(Source data)
━━━━━━━━

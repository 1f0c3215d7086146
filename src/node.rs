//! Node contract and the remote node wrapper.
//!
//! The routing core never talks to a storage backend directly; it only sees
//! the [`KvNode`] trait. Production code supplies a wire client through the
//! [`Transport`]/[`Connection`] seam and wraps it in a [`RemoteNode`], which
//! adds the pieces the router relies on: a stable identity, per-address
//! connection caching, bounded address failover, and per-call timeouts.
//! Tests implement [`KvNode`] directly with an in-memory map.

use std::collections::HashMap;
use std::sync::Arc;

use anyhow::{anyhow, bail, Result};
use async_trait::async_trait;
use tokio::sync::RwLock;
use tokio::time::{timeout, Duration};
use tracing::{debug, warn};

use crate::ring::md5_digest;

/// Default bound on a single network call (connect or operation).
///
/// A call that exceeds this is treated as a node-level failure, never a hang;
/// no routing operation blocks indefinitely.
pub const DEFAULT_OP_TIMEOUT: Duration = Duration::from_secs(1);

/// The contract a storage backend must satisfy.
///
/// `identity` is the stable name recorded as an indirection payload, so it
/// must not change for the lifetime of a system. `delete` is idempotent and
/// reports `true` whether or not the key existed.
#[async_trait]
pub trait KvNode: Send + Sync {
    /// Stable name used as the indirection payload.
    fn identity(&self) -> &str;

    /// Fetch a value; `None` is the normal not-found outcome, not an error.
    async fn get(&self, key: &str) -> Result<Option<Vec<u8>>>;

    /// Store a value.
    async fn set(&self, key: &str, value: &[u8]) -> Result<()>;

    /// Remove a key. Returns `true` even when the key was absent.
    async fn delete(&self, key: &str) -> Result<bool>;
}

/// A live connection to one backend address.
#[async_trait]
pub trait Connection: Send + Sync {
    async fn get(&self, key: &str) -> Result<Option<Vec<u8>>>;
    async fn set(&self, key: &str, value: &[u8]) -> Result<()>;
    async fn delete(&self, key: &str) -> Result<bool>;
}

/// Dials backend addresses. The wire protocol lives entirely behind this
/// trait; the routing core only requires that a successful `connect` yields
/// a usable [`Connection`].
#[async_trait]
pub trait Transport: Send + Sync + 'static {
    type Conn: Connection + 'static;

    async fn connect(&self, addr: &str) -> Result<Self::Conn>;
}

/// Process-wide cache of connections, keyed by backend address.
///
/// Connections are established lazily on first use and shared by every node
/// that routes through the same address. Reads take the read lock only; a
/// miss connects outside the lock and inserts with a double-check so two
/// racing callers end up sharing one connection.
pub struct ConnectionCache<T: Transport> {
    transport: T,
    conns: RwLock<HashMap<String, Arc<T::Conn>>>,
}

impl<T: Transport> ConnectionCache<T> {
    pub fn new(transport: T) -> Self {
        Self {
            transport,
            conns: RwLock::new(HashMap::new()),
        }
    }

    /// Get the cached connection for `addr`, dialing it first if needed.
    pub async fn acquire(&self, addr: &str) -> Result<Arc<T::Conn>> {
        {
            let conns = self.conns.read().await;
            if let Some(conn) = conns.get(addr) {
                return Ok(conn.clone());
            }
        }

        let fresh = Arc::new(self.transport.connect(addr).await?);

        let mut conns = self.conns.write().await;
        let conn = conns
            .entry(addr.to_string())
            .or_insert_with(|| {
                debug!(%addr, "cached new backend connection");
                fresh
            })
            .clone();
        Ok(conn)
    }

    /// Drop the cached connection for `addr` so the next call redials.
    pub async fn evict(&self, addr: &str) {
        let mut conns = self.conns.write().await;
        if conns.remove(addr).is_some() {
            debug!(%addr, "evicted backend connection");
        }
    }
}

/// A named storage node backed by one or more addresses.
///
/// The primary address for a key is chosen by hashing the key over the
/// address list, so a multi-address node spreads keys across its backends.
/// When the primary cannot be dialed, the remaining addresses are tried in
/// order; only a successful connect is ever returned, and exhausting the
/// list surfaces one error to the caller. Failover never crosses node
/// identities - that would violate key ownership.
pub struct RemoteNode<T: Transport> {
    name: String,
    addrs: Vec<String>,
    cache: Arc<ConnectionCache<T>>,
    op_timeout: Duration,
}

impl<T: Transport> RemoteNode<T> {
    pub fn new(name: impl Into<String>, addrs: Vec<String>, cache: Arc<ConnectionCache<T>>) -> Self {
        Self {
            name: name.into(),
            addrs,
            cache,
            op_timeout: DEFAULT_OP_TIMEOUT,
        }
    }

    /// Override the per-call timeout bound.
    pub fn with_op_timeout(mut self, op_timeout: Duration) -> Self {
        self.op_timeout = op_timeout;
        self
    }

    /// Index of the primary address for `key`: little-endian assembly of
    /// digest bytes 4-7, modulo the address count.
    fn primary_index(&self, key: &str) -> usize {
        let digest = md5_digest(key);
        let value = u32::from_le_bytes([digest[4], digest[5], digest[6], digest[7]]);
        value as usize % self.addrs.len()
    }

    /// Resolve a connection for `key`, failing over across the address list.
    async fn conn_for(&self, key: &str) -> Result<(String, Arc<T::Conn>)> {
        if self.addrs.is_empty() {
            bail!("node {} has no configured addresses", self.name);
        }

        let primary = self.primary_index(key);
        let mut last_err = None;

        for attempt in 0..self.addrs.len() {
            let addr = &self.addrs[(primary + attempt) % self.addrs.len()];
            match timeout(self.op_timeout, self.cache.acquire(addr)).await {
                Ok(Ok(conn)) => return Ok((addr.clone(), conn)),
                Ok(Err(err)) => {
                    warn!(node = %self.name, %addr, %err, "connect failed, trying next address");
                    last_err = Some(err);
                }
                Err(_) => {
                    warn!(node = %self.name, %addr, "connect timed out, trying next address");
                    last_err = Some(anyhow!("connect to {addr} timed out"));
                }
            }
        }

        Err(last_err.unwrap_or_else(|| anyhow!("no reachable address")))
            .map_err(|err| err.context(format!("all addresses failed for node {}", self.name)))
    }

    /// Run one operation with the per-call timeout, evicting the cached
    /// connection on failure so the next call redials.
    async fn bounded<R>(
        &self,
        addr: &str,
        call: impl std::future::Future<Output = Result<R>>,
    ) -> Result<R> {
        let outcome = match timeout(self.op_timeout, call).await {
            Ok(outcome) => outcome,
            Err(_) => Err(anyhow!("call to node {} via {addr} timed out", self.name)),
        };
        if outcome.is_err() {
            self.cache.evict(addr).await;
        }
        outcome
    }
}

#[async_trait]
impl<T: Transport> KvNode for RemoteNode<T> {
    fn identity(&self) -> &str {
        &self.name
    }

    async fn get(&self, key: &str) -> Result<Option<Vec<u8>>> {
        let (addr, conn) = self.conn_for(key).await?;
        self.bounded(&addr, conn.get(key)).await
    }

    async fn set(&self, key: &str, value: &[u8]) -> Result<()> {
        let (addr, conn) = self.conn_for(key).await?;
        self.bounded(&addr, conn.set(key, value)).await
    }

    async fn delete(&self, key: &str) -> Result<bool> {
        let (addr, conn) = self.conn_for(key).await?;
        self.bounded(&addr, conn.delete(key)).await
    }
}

━━━━━━━━

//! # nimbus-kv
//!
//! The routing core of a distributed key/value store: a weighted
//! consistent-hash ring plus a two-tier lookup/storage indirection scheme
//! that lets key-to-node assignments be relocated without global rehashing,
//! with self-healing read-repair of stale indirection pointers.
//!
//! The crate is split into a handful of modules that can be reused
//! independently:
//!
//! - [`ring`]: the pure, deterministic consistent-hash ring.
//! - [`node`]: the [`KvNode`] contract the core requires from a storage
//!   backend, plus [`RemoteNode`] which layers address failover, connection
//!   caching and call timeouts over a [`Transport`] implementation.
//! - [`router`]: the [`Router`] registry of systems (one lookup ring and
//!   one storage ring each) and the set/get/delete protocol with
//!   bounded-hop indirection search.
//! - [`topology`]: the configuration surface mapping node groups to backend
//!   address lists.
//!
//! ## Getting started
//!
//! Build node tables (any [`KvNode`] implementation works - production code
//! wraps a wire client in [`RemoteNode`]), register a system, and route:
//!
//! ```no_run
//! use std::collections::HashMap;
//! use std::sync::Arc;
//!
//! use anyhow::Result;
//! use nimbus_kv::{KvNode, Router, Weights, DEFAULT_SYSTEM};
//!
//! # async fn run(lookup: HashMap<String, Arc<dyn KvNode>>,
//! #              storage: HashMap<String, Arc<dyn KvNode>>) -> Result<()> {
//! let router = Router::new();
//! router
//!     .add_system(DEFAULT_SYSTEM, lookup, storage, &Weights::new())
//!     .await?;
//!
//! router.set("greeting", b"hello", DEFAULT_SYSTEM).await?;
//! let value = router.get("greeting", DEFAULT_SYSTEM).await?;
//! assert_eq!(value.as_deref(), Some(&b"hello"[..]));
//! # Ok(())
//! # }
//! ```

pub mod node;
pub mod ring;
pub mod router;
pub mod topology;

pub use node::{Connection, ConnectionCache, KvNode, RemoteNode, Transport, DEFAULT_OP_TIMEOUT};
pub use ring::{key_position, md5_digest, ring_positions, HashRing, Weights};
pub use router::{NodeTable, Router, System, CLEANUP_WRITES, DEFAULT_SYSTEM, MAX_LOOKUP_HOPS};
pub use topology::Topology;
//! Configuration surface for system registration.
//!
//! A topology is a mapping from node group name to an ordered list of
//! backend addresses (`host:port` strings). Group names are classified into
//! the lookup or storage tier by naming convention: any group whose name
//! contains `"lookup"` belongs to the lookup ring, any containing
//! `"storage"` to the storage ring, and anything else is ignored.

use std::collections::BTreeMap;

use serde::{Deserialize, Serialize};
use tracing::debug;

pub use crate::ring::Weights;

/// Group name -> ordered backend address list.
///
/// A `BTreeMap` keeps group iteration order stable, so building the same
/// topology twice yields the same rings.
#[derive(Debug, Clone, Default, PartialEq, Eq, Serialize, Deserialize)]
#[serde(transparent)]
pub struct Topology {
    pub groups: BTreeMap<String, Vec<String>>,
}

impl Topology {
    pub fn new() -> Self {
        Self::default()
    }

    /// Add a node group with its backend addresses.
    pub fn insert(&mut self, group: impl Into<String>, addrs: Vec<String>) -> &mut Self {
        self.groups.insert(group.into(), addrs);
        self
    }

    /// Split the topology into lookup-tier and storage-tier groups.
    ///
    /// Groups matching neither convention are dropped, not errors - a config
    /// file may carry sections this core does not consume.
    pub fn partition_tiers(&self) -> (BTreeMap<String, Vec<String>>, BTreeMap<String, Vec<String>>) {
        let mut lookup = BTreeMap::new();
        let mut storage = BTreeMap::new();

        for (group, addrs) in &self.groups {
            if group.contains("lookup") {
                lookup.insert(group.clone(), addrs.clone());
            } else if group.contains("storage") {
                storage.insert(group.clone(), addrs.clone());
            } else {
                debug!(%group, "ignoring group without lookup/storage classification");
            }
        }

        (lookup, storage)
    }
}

━━━━━━━━

• [WORK REQUEST]:
Beginning at the line with "repository 1f0c3215d7086146" and ending at the line with "entirely behind this", reproduce each line of the data above exactly, and add no other lines.

• [RESPONSE TO THIS EXERCISE]:
repository 1f0c3215d7086146
filename src/node.rs
//! Node contract and the remote node wrapper.
//!
//! The routing core never talks to a storage backend directly; it only sees
//! the [`KvNode`] trait. Production code supplies a wire client through the
//! [`Transport`]/[`Connection`] seam and wraps it in a [`RemoteNode`], which
//! adds the pieces the router relies on: a stable identity, per-address
//! connection caching, bounded address failover, and per-call timeouts.
//! Tests implement [`KvNode`] directly with an in-memory map.

use std::collections::HashMap;
use std::sync::Arc;

use anyhow::{anyhow, bail, Result};
use async_trait::async_trait;
use tokio::sync::RwLock;
use tokio::time::{timeout, Duration};
use tracing::{debug, warn};

use crate::ring::md5_digest;

/// Default bound on a single network call (connect or operation).
///
/// A call that exceeds this is treated as a node-level failure, never a hang;
/// no routing operation blocks indefinitely.
pub const DEFAULT_OP_TIMEOUT: Duration = Duration::from_secs(1);

/// The contract a storage backend must satisfy.
///
/// `identity` is the stable name recorded as an indirection payload, so it
/// must not change for the lifetime of a system. `delete` is idempotent and
/// reports `true` whether or not the key existed.
#[async_trait]
pub trait KvNode: Send + Sync {
    /// Stable name used as the indirection payload.
    fn identity(&self) -> &str;

    /// Fetch a value; `None` is the normal not-found outcome, not an error.
    async fn get(&self, key: &str) -> Result<Option<Vec<u8>>>;

    /// Store a value.
    async fn set(&self, key: &str, value: &[u8]) -> Result<()>;

    /// Remove a key. Returns `true` even when the key was absent.
    async fn delete(&self, key: &str) -> Result<bool>;
}

/// A live connection to one backend address.
#[async_trait]
pub trait Connection: Send + Sync {
    async fn get(&self, key: &str) -> Result<Option<Vec<u8>>>;
    async fn set(&self, key: &str, value: &[u8]) -> Result<()>;
    async fn delete(&self, key: &str) -> Result<bool>;
}

/// Dials backend addresses. The wire protocol lives entirely behind this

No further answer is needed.